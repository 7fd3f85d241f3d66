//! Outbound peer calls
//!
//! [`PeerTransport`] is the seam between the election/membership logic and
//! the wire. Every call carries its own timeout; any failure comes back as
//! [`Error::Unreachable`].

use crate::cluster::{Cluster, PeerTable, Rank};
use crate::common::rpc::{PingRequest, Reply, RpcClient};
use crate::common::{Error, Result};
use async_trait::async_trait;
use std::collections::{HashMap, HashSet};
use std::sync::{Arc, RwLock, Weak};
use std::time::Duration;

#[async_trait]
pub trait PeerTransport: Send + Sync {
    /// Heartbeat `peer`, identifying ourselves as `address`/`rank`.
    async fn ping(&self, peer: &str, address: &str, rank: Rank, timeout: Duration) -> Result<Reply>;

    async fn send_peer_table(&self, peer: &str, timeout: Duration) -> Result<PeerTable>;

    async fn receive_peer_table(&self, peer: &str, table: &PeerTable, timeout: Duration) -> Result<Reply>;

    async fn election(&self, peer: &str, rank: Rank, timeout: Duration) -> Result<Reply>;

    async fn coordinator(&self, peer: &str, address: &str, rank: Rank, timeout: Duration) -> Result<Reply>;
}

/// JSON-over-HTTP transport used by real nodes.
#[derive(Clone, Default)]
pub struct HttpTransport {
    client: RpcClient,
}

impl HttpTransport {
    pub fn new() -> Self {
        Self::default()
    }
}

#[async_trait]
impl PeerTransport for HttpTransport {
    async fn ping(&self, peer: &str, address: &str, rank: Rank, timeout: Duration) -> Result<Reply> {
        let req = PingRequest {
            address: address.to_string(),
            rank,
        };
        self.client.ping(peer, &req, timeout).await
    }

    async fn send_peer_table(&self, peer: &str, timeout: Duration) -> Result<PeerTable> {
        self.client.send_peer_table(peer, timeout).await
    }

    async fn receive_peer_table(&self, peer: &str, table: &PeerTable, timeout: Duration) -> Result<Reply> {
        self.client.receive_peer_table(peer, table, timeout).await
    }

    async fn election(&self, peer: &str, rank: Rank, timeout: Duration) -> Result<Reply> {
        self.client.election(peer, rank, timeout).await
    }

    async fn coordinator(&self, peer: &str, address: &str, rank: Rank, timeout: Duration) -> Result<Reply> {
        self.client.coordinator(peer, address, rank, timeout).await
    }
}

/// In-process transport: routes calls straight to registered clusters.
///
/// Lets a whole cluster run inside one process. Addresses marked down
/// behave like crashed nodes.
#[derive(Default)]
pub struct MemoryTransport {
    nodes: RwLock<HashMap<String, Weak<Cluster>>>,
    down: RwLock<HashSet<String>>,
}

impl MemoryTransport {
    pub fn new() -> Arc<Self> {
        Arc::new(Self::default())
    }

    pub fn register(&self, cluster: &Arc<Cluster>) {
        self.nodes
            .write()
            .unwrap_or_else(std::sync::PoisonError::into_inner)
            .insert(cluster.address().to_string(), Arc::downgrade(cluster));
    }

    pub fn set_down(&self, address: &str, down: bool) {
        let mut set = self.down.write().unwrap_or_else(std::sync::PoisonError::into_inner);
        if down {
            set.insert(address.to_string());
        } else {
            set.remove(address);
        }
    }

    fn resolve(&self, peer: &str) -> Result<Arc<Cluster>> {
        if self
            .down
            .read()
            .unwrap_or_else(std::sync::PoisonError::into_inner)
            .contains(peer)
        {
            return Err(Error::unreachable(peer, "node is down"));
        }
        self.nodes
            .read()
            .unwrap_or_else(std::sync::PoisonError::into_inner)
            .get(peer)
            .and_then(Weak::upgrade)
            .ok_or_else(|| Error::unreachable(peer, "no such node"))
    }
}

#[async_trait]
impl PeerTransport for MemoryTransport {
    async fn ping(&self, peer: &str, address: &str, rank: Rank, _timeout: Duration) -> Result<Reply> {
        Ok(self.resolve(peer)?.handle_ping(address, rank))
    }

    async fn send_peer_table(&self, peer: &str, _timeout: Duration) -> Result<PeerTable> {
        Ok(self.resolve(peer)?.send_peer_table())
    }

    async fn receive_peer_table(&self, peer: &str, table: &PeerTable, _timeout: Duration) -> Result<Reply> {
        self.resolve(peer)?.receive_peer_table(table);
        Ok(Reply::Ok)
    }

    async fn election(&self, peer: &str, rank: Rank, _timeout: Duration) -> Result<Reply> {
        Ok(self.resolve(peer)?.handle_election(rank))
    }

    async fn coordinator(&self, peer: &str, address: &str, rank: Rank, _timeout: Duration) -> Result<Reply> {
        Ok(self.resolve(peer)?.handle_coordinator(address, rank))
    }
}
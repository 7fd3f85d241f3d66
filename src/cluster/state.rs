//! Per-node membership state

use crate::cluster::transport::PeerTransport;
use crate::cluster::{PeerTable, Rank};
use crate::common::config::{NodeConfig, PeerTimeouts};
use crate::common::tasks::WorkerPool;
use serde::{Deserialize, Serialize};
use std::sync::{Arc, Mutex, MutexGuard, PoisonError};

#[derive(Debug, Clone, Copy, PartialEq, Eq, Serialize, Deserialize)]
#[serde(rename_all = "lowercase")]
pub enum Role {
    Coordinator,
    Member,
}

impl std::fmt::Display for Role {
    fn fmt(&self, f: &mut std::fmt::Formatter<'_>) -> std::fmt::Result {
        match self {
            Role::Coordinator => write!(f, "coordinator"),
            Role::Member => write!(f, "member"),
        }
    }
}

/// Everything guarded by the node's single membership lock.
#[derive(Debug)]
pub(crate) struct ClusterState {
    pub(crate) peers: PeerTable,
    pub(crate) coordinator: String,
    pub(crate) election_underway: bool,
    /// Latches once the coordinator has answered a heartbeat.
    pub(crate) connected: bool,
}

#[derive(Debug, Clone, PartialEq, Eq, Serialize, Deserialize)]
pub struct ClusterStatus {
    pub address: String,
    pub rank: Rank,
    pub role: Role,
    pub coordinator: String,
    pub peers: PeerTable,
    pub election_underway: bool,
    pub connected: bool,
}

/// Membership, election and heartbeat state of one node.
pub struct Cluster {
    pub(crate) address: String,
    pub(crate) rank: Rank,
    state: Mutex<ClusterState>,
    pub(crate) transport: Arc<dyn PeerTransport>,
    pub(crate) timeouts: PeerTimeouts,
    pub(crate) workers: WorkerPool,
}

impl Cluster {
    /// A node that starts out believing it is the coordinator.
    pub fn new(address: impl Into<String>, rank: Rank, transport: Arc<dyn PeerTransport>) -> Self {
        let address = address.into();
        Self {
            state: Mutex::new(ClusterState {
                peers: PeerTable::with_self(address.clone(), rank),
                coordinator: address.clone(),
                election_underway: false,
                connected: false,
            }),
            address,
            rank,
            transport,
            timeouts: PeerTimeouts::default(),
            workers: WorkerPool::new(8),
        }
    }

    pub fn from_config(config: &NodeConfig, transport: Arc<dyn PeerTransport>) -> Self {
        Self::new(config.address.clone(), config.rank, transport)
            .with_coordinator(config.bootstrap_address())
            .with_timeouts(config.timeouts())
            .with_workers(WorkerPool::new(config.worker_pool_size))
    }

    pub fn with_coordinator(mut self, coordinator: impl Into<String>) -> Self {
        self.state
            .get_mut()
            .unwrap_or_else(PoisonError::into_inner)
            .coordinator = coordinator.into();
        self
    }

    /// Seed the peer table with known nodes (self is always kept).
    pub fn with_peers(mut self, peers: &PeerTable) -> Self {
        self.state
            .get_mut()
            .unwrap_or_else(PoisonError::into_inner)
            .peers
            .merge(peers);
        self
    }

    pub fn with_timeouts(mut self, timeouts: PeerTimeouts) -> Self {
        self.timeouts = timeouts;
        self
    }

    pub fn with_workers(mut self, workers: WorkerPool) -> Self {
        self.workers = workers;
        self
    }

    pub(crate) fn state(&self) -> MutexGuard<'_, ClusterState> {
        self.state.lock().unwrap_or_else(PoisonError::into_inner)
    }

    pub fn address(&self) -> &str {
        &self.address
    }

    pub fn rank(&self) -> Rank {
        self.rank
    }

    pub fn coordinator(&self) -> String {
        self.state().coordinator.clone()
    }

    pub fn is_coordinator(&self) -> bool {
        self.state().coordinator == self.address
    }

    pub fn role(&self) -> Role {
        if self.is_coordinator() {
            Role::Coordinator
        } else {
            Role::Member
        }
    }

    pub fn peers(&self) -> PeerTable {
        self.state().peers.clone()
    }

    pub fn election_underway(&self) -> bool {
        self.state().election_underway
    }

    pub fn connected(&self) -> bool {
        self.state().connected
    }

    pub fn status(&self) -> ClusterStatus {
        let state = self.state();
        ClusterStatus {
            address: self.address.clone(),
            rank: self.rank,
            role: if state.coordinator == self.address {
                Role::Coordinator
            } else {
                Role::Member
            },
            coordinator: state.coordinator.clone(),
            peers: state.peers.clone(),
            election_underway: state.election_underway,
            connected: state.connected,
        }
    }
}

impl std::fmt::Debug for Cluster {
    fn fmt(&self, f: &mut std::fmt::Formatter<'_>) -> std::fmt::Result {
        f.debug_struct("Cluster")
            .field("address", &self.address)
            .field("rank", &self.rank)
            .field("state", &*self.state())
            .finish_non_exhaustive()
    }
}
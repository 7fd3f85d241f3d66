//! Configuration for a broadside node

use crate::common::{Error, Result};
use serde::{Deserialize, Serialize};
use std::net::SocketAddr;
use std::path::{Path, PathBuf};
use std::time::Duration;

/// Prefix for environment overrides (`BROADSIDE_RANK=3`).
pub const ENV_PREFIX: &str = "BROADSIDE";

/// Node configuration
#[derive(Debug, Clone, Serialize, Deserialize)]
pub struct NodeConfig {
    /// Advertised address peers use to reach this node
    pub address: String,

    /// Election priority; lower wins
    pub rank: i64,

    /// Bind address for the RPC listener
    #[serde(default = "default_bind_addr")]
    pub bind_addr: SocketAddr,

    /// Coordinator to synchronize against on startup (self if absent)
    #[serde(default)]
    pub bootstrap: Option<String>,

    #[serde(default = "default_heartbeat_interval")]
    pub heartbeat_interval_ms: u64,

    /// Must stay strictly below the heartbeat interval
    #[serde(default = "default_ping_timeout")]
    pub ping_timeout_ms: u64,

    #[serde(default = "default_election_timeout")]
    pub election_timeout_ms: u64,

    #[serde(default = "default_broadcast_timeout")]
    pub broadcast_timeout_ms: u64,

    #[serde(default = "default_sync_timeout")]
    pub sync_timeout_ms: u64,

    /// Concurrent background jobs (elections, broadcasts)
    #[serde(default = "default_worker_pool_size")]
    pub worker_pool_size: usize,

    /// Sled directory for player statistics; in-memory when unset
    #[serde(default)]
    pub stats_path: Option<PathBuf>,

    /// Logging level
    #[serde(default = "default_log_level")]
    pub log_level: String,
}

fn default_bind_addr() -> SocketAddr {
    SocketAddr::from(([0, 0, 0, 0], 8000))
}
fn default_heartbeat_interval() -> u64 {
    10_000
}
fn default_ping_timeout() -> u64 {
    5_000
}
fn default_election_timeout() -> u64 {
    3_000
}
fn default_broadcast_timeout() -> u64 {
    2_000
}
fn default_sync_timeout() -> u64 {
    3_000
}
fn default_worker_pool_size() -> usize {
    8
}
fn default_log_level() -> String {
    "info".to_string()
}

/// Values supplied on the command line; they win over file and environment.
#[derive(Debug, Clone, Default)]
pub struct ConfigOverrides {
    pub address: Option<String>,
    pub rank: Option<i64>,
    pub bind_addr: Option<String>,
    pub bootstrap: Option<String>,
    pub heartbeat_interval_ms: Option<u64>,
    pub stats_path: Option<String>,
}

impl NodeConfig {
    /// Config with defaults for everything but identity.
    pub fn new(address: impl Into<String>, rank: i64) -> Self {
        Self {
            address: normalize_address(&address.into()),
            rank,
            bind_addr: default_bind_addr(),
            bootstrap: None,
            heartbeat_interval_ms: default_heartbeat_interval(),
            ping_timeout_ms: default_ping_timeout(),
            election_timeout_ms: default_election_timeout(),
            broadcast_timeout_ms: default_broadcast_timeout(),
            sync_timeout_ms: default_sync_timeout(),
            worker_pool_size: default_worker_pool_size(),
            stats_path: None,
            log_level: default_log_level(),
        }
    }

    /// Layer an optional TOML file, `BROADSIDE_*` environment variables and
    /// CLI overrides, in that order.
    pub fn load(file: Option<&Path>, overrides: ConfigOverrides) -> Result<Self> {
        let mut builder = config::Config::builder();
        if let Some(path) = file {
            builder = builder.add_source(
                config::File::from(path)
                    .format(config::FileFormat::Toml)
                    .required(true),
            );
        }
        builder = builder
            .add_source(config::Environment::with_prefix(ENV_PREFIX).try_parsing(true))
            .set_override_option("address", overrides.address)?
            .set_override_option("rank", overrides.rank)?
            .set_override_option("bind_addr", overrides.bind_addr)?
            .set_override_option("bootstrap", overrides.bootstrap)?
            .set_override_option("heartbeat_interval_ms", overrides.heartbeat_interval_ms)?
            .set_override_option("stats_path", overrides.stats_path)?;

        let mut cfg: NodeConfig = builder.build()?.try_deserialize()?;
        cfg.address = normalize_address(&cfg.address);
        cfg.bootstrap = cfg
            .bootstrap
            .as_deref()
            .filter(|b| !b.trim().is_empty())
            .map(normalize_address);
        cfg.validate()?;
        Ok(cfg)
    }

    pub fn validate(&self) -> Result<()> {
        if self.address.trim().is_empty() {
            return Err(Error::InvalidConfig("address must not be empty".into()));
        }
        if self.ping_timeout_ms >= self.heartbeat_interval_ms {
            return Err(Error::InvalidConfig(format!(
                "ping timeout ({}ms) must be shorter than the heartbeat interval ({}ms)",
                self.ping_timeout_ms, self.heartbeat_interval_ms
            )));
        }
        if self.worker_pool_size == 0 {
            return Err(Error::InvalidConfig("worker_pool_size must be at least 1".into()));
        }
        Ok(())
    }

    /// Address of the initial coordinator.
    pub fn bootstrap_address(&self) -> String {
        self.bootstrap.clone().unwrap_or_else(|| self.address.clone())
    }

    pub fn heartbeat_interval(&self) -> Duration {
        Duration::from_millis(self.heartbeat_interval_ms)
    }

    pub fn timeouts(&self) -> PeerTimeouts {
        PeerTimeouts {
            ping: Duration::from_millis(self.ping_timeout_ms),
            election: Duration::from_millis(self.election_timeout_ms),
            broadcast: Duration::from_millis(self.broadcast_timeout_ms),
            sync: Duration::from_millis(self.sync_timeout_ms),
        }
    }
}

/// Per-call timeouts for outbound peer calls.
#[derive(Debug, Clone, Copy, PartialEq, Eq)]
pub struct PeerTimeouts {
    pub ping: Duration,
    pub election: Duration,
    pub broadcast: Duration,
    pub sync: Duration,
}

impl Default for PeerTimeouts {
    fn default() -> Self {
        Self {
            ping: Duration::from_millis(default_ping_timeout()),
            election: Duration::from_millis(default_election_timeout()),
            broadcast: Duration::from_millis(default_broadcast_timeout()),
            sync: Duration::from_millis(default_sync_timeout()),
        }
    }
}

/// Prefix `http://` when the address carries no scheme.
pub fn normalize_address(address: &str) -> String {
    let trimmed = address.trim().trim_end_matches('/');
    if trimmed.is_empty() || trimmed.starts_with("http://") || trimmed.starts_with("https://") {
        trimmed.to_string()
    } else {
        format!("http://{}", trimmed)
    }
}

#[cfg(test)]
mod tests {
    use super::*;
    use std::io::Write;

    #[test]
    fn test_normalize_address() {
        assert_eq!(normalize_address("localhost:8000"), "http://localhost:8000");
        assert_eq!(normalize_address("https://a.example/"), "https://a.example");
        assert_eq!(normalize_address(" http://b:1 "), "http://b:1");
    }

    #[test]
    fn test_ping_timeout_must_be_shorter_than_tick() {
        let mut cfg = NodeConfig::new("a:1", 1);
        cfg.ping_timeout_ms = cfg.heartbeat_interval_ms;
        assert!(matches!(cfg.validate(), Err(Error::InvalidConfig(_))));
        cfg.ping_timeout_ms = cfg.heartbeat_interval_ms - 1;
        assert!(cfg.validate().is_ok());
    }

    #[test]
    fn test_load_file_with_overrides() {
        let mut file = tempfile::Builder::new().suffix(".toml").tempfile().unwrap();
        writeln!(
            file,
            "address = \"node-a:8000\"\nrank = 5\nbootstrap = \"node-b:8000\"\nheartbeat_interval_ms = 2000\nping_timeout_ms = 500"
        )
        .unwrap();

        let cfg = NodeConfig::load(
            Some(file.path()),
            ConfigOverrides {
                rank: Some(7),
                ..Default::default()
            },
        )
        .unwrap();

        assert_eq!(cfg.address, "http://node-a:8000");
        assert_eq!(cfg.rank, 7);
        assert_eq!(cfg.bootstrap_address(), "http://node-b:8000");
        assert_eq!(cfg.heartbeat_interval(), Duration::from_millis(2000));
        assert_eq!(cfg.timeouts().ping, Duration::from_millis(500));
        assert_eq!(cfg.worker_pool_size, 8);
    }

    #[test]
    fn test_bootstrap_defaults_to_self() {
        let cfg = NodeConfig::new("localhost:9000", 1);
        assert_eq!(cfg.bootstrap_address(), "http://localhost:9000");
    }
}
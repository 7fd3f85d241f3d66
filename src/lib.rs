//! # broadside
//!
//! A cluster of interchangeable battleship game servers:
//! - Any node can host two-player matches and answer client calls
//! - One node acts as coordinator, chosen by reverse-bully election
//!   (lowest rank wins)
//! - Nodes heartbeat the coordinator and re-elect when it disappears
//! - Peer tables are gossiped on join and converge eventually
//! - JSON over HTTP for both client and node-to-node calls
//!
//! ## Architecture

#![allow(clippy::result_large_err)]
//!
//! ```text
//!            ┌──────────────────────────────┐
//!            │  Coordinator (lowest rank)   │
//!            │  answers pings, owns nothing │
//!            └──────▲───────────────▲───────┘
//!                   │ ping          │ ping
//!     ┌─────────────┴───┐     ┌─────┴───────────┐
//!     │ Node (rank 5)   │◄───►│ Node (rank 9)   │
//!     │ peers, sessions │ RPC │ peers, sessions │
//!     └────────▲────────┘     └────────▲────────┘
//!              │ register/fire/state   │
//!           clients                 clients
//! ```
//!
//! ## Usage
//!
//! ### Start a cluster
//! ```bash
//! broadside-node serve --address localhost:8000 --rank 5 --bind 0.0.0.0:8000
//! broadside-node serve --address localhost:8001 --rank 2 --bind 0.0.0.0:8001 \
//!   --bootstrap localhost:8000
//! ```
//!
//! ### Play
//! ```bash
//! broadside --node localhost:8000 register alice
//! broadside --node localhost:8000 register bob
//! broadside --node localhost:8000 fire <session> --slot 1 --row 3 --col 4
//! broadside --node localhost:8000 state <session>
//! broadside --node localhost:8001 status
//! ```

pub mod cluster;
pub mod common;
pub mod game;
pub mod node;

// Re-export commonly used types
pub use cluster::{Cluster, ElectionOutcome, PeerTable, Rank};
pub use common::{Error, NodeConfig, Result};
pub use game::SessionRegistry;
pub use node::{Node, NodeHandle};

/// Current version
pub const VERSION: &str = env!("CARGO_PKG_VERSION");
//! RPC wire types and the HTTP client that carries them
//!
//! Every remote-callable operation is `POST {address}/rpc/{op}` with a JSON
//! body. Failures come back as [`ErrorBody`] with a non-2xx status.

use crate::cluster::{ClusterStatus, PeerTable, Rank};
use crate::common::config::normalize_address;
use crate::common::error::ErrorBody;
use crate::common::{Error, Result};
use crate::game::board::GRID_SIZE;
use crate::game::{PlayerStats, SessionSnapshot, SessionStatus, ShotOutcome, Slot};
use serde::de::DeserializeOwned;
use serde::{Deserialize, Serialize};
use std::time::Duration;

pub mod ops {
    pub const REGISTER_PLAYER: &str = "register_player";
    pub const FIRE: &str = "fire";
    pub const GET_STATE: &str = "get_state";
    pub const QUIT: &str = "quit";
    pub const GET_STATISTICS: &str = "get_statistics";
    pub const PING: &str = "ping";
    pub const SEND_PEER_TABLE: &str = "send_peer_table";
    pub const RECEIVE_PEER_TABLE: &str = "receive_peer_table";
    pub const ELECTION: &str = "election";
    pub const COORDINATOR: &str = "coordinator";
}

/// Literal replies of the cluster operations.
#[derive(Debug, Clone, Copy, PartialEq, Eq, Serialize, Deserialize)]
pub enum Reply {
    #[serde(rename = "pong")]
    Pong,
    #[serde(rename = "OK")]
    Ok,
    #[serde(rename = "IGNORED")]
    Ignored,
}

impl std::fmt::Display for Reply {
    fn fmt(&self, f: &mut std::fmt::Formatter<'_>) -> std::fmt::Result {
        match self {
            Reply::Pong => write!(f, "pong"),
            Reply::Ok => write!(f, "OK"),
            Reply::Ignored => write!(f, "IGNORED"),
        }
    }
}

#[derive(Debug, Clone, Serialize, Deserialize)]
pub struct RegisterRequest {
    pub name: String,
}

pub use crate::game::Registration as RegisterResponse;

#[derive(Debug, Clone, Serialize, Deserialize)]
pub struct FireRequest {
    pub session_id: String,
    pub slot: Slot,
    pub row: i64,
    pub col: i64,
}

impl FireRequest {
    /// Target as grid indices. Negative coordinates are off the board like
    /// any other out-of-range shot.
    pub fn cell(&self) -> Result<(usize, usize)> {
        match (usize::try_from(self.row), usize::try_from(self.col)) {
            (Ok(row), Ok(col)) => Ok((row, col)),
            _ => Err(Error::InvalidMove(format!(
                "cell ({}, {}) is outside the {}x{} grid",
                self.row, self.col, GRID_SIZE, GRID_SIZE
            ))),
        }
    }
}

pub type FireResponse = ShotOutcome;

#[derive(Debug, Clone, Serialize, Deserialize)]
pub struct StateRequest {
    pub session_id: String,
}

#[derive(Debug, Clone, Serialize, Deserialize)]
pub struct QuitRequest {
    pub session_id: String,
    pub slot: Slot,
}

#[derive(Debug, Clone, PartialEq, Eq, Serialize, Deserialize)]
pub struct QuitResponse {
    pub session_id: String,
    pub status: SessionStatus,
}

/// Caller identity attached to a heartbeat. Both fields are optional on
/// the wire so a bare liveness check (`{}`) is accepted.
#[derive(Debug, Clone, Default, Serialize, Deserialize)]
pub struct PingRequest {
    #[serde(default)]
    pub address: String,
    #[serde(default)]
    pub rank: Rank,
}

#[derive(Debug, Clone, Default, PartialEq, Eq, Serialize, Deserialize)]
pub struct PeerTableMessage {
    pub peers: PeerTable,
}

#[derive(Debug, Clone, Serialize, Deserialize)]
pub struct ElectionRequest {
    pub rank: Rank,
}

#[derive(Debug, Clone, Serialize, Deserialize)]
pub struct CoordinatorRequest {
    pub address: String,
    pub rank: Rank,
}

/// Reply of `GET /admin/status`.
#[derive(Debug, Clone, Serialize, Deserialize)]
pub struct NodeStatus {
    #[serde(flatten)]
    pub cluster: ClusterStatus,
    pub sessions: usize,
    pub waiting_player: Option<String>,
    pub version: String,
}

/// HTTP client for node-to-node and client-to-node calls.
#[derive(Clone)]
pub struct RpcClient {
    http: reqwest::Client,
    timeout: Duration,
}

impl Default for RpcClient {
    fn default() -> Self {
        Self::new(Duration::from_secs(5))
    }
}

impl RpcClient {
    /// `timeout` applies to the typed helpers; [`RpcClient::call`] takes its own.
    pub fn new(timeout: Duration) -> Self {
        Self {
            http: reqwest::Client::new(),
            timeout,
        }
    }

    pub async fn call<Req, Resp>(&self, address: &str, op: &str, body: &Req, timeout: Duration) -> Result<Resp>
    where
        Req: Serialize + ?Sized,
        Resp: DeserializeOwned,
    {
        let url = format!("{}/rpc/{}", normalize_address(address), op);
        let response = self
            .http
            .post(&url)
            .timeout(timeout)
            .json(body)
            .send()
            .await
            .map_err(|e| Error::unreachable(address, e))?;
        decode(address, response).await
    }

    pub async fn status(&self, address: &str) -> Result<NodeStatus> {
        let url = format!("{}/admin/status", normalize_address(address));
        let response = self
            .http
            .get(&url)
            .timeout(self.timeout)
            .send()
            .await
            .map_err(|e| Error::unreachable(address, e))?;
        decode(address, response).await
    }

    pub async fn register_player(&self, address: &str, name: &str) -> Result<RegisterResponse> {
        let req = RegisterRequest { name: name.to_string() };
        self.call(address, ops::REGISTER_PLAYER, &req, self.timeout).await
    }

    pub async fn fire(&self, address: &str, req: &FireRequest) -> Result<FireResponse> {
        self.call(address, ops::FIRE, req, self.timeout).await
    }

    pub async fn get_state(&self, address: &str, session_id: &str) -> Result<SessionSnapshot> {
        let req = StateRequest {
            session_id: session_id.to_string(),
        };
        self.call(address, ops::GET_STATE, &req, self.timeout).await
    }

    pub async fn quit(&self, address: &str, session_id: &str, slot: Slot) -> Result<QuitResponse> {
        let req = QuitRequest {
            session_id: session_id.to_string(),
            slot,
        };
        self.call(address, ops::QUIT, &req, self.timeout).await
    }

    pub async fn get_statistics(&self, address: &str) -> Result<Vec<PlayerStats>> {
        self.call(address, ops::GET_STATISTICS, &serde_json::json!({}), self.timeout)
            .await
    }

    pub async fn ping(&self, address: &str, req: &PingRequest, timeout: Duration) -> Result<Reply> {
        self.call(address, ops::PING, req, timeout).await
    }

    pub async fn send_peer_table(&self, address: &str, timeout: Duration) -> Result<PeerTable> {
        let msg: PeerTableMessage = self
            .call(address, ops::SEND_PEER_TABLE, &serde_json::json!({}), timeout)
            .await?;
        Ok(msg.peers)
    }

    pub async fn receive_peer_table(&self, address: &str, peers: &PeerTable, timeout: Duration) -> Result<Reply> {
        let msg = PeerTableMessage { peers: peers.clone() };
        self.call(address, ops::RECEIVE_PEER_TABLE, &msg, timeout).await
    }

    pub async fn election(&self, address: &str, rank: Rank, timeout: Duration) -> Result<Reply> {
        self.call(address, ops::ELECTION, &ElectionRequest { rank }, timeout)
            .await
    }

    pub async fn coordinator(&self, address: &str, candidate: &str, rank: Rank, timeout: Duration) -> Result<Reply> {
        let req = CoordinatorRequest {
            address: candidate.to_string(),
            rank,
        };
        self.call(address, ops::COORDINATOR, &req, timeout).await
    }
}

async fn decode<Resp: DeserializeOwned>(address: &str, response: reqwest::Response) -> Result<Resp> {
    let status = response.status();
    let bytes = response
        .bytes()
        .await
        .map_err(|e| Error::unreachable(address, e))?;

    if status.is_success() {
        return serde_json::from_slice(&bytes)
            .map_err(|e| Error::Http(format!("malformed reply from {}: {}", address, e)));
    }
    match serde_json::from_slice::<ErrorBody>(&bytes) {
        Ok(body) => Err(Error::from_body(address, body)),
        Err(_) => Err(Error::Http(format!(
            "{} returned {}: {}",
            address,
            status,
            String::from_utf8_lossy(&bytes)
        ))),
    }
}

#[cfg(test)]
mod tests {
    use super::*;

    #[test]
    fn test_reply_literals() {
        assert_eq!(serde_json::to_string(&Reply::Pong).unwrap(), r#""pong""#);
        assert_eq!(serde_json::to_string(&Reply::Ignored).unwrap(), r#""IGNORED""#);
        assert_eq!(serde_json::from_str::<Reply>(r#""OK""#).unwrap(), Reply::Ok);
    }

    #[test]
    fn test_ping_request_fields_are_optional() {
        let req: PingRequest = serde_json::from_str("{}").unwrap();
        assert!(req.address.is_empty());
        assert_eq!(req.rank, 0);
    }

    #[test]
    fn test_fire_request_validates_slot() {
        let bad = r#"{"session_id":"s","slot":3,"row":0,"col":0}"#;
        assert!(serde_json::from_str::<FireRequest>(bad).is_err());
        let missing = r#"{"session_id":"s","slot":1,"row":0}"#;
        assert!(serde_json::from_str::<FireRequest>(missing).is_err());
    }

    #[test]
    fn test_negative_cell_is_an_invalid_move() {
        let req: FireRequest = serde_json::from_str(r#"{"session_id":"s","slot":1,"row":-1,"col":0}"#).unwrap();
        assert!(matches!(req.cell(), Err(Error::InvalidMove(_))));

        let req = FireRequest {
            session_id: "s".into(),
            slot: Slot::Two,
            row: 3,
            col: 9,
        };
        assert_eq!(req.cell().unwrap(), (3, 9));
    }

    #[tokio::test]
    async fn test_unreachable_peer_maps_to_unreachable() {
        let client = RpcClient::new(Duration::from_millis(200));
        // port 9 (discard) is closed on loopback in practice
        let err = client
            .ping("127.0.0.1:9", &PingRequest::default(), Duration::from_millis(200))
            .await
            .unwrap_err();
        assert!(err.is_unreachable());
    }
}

*Required action*: Taking the records above as input, show every line in which the word "insert" is present.

*Reply*:
            .insert(cluster.address().to_string(), Arc::downgrade(cluster));
            set.insert(address.to_string());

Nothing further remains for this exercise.